Task item:
Copy out exactly the lines below that run from the one holding "let stop = Arc::new(Notify::new());" to the one holding "#![forbid(unsafe_code)]", keeping both of those lines and no others.

Data records:
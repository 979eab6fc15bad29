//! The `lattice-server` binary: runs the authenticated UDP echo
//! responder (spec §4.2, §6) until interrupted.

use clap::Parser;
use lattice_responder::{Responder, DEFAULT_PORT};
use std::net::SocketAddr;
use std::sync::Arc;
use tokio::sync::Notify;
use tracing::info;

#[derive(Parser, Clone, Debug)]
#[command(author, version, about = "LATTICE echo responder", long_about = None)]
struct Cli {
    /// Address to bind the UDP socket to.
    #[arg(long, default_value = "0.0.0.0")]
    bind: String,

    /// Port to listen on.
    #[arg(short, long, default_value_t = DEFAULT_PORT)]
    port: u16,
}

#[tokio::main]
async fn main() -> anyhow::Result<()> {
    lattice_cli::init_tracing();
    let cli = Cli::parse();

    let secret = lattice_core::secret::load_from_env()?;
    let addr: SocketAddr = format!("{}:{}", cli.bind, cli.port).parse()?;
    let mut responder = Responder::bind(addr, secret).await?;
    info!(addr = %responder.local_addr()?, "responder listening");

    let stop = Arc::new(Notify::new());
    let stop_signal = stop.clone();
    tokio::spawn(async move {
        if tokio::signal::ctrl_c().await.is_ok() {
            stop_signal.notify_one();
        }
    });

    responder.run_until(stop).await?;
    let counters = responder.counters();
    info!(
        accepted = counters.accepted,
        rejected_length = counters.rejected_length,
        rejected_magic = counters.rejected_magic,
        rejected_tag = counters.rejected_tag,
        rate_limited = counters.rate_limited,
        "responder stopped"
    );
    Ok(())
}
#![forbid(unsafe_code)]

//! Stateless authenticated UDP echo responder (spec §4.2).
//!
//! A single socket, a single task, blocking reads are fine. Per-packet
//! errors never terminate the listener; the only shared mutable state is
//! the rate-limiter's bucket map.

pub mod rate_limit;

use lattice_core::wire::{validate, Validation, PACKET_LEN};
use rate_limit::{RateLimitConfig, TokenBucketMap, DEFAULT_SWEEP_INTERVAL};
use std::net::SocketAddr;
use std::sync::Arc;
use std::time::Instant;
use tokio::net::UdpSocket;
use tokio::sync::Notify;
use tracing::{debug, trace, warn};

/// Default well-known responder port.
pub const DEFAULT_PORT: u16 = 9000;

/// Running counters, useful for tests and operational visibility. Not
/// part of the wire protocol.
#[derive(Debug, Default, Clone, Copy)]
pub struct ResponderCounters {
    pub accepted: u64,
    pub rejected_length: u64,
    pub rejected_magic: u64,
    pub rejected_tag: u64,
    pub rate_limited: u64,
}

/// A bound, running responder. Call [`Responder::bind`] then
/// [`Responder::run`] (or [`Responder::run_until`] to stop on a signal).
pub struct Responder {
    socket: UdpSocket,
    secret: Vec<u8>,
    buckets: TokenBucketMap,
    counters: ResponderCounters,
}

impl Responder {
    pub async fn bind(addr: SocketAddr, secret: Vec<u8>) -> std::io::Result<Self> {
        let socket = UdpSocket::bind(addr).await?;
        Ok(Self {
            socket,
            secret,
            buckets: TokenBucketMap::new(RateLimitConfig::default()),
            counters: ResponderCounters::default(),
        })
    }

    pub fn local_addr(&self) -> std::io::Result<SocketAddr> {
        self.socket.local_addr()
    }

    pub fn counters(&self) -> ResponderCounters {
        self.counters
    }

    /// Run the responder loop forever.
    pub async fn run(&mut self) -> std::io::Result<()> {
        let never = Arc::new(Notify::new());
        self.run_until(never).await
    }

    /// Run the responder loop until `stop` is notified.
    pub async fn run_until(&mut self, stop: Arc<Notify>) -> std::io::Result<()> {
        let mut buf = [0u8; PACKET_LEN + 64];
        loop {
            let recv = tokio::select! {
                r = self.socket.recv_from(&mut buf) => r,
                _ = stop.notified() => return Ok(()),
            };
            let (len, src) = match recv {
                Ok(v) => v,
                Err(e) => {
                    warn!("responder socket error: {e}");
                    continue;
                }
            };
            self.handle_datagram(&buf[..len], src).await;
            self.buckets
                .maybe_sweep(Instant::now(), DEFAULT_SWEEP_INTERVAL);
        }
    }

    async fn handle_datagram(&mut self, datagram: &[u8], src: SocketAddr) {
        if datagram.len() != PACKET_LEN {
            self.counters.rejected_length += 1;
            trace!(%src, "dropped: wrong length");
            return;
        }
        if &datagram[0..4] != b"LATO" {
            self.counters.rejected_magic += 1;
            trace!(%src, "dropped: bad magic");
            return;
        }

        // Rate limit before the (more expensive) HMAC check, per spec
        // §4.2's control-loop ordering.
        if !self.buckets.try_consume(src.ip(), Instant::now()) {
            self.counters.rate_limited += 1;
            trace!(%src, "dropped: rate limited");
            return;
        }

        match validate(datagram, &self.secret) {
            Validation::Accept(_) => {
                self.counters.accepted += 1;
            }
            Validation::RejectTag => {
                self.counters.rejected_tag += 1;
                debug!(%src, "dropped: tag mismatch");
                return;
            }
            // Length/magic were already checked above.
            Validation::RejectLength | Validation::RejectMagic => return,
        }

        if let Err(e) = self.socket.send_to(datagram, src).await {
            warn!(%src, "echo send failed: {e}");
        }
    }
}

---

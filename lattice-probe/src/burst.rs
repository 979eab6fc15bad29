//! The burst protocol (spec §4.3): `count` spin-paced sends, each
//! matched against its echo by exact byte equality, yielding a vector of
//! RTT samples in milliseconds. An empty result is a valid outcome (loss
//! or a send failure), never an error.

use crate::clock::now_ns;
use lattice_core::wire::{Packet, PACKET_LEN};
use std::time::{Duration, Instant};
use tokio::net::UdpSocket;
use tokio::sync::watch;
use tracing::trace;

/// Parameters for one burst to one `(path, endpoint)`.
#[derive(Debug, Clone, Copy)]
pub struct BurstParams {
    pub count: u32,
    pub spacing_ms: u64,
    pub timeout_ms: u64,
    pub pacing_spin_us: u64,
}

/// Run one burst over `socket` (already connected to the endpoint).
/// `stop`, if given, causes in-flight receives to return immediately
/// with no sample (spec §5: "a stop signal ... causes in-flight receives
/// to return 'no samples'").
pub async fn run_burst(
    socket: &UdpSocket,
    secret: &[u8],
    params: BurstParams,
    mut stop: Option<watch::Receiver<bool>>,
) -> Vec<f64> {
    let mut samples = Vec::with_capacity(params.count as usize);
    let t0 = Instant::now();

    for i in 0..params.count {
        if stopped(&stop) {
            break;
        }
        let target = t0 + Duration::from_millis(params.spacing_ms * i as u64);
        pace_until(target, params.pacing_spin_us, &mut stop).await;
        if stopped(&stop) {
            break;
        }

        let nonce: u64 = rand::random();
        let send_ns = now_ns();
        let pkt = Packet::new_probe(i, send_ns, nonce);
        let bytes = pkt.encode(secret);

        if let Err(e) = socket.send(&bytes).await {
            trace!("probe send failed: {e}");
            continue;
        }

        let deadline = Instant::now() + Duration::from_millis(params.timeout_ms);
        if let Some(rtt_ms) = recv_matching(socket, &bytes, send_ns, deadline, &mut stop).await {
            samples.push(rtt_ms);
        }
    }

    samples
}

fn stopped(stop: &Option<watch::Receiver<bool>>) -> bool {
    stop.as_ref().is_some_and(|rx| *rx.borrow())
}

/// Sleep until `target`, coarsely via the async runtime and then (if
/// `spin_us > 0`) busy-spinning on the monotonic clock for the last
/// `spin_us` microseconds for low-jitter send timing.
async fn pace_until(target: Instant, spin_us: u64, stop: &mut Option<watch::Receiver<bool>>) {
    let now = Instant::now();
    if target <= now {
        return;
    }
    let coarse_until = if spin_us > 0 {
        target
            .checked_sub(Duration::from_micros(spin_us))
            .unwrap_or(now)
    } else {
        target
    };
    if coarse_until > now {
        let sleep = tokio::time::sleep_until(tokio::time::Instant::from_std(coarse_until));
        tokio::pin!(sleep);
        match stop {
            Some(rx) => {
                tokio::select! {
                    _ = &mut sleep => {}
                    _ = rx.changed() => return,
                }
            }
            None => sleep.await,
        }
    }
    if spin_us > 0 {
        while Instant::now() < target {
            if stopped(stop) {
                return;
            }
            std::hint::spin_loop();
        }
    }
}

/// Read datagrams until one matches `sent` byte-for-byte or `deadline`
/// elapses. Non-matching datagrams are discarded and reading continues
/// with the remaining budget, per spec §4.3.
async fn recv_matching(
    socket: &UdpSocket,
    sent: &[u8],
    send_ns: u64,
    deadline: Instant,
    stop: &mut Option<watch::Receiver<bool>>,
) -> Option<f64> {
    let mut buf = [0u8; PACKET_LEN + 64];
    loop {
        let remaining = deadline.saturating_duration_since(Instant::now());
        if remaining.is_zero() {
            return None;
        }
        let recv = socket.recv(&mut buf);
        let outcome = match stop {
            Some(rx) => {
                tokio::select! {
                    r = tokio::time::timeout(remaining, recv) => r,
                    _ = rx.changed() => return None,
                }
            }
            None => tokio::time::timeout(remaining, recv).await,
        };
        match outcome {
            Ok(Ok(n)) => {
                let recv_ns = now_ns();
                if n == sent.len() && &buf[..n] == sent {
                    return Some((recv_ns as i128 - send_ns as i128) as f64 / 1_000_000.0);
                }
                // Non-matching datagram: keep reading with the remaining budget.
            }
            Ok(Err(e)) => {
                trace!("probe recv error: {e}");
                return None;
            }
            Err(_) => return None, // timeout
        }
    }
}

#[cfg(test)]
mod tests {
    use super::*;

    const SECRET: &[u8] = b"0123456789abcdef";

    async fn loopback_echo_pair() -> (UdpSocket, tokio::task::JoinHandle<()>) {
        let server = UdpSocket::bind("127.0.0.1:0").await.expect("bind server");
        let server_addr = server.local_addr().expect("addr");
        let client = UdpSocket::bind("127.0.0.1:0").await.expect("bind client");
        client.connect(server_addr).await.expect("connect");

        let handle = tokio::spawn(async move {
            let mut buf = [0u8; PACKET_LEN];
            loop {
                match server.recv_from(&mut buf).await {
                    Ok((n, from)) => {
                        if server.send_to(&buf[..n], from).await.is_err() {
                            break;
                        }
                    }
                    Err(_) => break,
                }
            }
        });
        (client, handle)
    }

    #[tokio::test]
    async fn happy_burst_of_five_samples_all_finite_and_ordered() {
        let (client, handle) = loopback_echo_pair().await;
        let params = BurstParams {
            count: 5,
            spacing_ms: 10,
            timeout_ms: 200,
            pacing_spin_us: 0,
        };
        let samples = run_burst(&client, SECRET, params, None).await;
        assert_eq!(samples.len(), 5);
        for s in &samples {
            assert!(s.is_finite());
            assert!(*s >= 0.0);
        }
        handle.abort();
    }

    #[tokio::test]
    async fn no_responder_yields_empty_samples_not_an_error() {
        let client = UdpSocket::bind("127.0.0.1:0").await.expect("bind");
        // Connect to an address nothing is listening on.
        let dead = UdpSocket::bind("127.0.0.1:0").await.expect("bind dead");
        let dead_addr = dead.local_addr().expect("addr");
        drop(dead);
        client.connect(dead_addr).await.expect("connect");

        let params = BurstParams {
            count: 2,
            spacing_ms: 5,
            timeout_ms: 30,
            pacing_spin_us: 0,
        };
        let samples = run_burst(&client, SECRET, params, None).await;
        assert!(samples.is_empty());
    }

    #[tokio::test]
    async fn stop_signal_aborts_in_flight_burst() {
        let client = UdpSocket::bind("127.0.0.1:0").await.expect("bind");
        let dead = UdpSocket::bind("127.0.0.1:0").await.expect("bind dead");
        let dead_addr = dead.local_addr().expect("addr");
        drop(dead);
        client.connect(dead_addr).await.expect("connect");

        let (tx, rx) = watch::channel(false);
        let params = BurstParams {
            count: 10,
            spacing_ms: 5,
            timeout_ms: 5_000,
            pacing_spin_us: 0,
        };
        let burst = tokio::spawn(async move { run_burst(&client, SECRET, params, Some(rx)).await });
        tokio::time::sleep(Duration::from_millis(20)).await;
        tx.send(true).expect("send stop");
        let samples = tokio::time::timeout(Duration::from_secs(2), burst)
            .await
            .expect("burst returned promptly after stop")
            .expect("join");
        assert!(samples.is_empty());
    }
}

==

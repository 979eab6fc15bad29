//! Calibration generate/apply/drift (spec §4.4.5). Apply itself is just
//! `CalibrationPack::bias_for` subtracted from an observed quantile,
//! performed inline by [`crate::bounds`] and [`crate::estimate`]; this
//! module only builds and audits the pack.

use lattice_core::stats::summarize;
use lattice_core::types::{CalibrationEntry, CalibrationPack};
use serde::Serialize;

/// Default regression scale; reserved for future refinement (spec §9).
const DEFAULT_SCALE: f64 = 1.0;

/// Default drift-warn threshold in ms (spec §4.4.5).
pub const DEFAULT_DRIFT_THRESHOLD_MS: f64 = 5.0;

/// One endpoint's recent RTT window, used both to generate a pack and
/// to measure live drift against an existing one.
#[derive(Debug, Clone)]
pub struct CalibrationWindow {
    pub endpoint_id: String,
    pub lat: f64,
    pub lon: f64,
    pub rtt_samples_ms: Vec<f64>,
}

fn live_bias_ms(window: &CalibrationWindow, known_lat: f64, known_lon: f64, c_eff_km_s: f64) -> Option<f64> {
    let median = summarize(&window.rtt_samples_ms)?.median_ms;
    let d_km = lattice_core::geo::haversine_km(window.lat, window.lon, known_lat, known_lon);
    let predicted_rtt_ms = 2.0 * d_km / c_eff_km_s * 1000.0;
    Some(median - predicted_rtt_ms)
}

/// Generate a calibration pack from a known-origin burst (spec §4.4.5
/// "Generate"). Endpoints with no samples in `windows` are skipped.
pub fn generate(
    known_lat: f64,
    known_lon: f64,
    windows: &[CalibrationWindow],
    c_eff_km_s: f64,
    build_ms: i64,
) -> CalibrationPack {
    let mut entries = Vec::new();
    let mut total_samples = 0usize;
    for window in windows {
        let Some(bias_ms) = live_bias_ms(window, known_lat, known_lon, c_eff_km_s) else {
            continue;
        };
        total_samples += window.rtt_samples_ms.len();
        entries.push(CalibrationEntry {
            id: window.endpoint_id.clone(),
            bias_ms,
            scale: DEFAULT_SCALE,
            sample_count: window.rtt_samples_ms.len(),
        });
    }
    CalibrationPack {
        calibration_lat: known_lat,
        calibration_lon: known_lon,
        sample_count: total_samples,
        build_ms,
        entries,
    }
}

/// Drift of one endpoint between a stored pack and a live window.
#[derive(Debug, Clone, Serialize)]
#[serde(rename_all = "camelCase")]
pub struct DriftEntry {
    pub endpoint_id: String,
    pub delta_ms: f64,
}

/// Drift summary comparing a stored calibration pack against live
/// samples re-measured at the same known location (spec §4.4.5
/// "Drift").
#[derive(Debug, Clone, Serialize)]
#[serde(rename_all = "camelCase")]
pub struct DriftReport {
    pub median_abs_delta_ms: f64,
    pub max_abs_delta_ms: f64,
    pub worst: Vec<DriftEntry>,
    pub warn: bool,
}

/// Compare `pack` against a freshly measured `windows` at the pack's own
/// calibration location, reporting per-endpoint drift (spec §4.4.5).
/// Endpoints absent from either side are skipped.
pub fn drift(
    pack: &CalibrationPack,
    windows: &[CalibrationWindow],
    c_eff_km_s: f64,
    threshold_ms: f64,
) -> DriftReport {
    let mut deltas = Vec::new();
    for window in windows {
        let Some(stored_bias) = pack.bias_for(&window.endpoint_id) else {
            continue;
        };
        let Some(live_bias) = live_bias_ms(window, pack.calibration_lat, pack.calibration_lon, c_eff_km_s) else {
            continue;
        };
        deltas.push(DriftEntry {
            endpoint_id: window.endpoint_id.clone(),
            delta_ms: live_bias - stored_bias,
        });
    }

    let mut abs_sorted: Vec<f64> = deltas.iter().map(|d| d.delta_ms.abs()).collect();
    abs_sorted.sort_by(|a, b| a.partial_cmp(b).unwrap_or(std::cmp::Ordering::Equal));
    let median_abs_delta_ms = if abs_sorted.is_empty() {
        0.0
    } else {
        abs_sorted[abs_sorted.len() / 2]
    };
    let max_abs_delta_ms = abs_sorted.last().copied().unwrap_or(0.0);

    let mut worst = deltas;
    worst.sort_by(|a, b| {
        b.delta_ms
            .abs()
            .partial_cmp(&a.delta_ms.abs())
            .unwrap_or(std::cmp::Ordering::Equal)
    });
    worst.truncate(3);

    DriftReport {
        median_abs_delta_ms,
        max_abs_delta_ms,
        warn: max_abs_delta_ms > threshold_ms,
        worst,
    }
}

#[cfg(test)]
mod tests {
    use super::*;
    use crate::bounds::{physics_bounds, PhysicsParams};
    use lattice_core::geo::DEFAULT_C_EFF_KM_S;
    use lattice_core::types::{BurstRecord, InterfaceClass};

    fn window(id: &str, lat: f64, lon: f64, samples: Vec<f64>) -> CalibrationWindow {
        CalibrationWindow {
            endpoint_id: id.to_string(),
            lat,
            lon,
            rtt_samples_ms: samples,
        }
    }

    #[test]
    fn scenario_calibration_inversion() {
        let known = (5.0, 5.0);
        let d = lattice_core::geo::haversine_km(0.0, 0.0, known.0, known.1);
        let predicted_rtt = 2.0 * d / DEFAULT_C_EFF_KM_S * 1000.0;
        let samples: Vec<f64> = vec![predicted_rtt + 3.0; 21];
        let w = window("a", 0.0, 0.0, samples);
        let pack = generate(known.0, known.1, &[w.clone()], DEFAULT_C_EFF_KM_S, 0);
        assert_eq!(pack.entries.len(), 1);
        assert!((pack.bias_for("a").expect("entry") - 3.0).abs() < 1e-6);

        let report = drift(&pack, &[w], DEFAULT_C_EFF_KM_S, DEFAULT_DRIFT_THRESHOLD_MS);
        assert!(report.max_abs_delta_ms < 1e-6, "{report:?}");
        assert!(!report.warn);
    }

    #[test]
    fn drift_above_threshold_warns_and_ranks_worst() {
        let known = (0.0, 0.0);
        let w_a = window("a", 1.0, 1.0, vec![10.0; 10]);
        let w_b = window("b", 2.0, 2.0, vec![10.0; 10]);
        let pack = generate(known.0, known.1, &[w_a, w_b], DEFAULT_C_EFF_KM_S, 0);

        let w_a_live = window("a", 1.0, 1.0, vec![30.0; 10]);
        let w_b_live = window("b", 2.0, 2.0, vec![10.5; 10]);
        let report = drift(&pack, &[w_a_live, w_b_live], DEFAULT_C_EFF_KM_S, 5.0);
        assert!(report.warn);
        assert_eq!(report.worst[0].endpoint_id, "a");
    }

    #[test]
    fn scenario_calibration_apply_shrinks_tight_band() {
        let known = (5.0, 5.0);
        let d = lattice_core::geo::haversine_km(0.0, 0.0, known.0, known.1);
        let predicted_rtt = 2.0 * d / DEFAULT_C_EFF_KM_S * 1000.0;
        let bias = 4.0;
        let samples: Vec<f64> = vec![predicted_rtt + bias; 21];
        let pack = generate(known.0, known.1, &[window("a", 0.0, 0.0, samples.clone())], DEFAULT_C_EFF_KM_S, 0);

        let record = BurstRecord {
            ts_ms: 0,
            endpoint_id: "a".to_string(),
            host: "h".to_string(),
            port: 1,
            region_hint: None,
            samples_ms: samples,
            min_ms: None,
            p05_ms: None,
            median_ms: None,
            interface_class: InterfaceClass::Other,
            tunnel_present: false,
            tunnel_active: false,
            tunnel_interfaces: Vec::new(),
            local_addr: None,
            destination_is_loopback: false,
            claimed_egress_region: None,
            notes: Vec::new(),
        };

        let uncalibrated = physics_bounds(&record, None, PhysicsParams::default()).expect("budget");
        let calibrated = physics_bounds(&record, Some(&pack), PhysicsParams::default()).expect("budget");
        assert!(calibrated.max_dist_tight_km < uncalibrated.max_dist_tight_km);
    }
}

Answer box:
    let stop = Arc::new(Notify::new());
    let stop_signal = stop.clone();
    tokio::spawn(async move {
        if tokio::signal::ctrl_c().await.is_ok() {
            stop_signal.notify_one();
        }
    });

    responder.run_until(stop).await?;
    let counters = responder.counters();
    info!(
        accepted = counters.accepted,
        rejected_length = counters.rejected_length,
        rejected_magic = counters.rejected_magic,
        rejected_tag = counters.rejected_tag,
        rate_limited = counters.rate_limited,
        "responder stopped"
    );
    Ok(())
}
#![forbid(unsafe_code)]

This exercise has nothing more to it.